OneOverX | The weight equals 1/x. |

OneOverXSquared |
The weight equals 1/x |

OneOverY | The weight equals 1/y. |

OneOverYSquared |
The weight equals 1/y |

If error estimates for the Y values are available, then the GetWeightVectorFromErrors of the WeightFunctions class can be used to construct a vector with the weights that correspond to the errors. Its only argument is a Vector that contains the error for each observation.

The algorithm that is used to compute the least squares solution can be selected by setting the the Method. By default, the Levenberg-Marquardt method is used, but the trust region reflective algorithm is also available. The Optimizer property gives access to the corresponding multidimensional optimizer object. You can set tolerances and control convergence as set out in the chapter on optimization.

The Fit method performs the actual least squares calculation, and adjusts the parameters of the Curve to correspond to the least squares fit. The BestFitParameters property returns a Vector containing the parameters of the curve. The GetStandardDeviations returns a Vector containing the standard deviations of each parameter as estimated in the least squares calculation.

The Optimizer property also gives access to details of the calculation.
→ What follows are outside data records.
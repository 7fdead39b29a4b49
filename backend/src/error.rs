//! Error types for the Cardwatch ingestion pipeline.
//!
//! One enum per layer, folded into [`PipelineError`] at the top:
//!
//! - [`UnsupportedFormatError`] - file extension not recognized
//! - [`ParseError`] - CSV / spreadsheet reading errors
//! - [`SchemaError`] - required canonical columns missing
//! - [`ConfigurationError`] - mapping, rule or connection configuration problems
//! - [`PersistenceError`] - relational sink failures
//! - [`PipelineError`] - top-level orchestration errors
//! - [`ServerError`] - HTTP surface errors
//!
//! `From` implementations let `?` cross layer boundaries.

use std::path::PathBuf;
use thiserror::Error;

// =============================================================================
// Input Format Errors
// =============================================================================

/// The input file extension is not one of the supported tabular formats.
#[derive(Debug, Clone, Error, PartialEq, Eq)]
#[error("Unsupported file format '{extension}' (expected .csv, .txt, .xlsx, .xlsm, .xls or .ods)")]
pub struct UnsupportedFormatError {
    /// Lowercased extension, empty when the name had none.
    pub extension: String,
}

// =============================================================================
// Parsing Errors
// =============================================================================

/// Errors while turning file bytes into a raw table.
#[derive(Debug, Error)]
pub enum ParseError {
    /// Failed to read file.
    #[error("Failed to read file: {0}")]
    Io(#[from] std::io::Error),

    /// Delimited text could not be parsed.
    #[error("Invalid CSV: {0}")]
    Csv(#[from] csv::Error),

    /// Workbook could not be opened or read.
    #[error("Invalid spreadsheet: {0}")]
    Spreadsheet(String),

    /// Delimiter must be a single ASCII character.
    #[error("Invalid delimiter {0:?}: must be a single ASCII character")]
    InvalidDelimiter(char),

    /// Empty file.
    #[error("Input file is empty")]
    EmptyFile,

    /// No headers found.
    #[error("No header row found")]
    NoHeaders,
}

/// Errors from loading a file: either the format is unknown or its content is unreadable.
#[derive(Debug, Error)]
pub enum LoadError {
    #[error(transparent)]
    Unsupported(#[from] UnsupportedFormatError),

    #[error(transparent)]
    Parse(#[from] ParseError),
}

// =============================================================================
// Schema Errors
// =============================================================================

/// A required canonical column is absent.
#[derive(Debug, Clone, Error, PartialEq, Eq)]
pub enum SchemaError {
    /// Header mapping left mandatory fields unmatched.
    #[error(
        "Missing required columns after standardization: {0:?}. \
         Check the [columns] mapping or the uploaded file headers."
    )]
    MissingAfterStandardization(Vec<String>),

    /// The classifier was handed a batch without the fields it groups on.
    #[error("Risk classification requires columns {0:?}")]
    MissingForClassification(Vec<String>),
}

// =============================================================================
// Configuration Errors
// =============================================================================

/// Configuration missing, unreadable or invalid.
#[derive(Debug, Error)]
pub enum ConfigurationError {
    /// Config file does not exist.
    #[error("Configuration file not found: {}", .0.display())]
    NotFound(PathBuf),

    /// Config file could not be read.
    #[error("Cannot read configuration {}: {source}", path.display())]
    Io {
        path: PathBuf,
        #[source]
        source: std::io::Error,
    },

    /// TOML syntax or shape error.
    #[error("Malformed configuration: {0}")]
    Malformed(#[from] toml::de::Error),

    /// Config could not be rendered back to TOML.
    #[error("Cannot serialize configuration: {0}")]
    Serialize(#[from] toml::ser::Error),

    /// A value is present but unusable.
    #[error("Invalid configuration: {0}")]
    Invalid(String),
}

// =============================================================================
// Persistence Errors
// =============================================================================

/// Failures talking to the relational sink.
#[derive(Debug, Error)]
pub enum PersistenceError {
    /// Driver, connection or statement failure.
    #[error("Database error: {0}")]
    Database(#[from] sqlx::Error),

    /// A persisted row could not be mapped back into a transaction.
    #[error("Corrupt stored row: {0}")]
    CorruptRow(String),

    /// Pass-through attributes could not be encoded.
    #[error("Cannot encode extra attributes: {0}")]
    Encode(#[from] serde_json::Error),
}

// =============================================================================
// Pipeline Errors (top-level)
// =============================================================================

/// Top-level ingestion errors.
///
/// This is the error returned by [`crate::pipeline::ingest_file`] and friends.
/// Every stage failure is fatal: the first one aborts the run.
#[derive(Debug, Error)]
pub enum PipelineError {
    #[error("{0}")]
    UnsupportedFormat(#[from] UnsupportedFormatError),

    #[error("Parse error: {0}")]
    Parse(#[from] ParseError),

    #[error("Schema error: {0}")]
    Schema(#[from] SchemaError),

    #[error("Configuration error: {0}")]
    Config(#[from] ConfigurationError),

    #[error("Persistence error: {0}")]
    Persistence(#[from] PersistenceError),
}

impl From<LoadError> for PipelineError {
    fn from(err: LoadError) -> Self {
        match err {
            LoadError::Unsupported(e) => PipelineError::UnsupportedFormat(e),
            LoadError::Parse(e) => PipelineError::Parse(e),
        }
    }
}

impl From<sqlx::Error> for PipelineError {
    fn from(err: sqlx::Error) -> Self {
        PipelineError::Persistence(err.into())
    }
}

// =============================================================================
// Server Errors
// =============================================================================

/// HTTP server errors.
#[derive(Debug, Error)]
pub enum ServerError {
    /// Pipeline error.
    #[error("{0}")]
    Pipeline(#[from] PipelineError),

    /// Invalid request.
    #[error("Invalid request: {0}")]
    BadRequest(String),

    /// Request body above `server.max_upload_mb`.
    #[error("Upload too large: {0}")]
    PayloadTooLarge(String),

    /// Server internal error.
    #[error("Internal server error: {0}")]
    Internal(String),
}

impl From<PersistenceError> for ServerError {
    fn from(err: PersistenceError) -> Self {
        ServerError::Pipeline(err.into())
    }
}

// =============================================================================
// Result Type Aliases
// =============================================================================

/// Result type for parsing operations.
pub type ParseResult<T> = Result<T, ParseError>;

/// Result type for configuration operations.
pub type ConfigResult<T> = Result<T, ConfigurationError>;

/// Result type for persistence operations.
pub type StoreResult<T> = Result<T, PersistenceError>;

/// Result type for pipeline operations.
pub type PipelineResult<T> = Result<T, PipelineError>;

/// Result type for server operations.
pub type ServerResult<T> = Result<T, ServerError>;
It is useful to inspect its Status property to make sure the algorithm ended normally. A value other than Converged indicates some kind of problem with the algorithm.

In this example, we fit dose response data to a four parameter logistic curve.

Vector<double> dose = Vector.Create<double>(/*...*/); Vector<double> response = Vector.Create<double>(/*...*/); Vector<double> error = Vector.Create<double>(/*...*/); FourParameterLogisticCurve doseResponseCurve = new FourParameterLogisticCurve(); NonlinearCurveFitter fitter = new NonlinearCurveFitter(); fitter.Curve = doseResponseCurve; fitter.XValues = dose; fitter.YValues = response; fitter.WeightVector = WeightFunctions.GetWeightVectorFromErrors(error); fitter.Fit(); Vector<double> s = fitter.GetStandardDeviations(); Console.WriteLine("Initial value: {0,10:F6} +/- {1:F4}", doseResponseCurve.InitialValue, s[0]); Console.WriteLine("Final value: {0,10:F6} +/- {1:F4}", doseResponseCurve.FinalValue, s[1]); Console.WriteLine("Center: {0,10:F6} +/- {1:F4}", doseResponseCurve.Center, s[2]); Console.WriteLine("Hill slope: {0,10:F6} +/- {1:F4}", doseResponseCurve.HillSlope, s[3]);

Two things are worth noting. One is the use of the GetWeightVectorFromErrors method to transform the errors of the observations into their corresponding weights. Also, the FourParameterLogisticCurve class exposes properties that name the curve properties. Many of the predefined curves define such named parameters.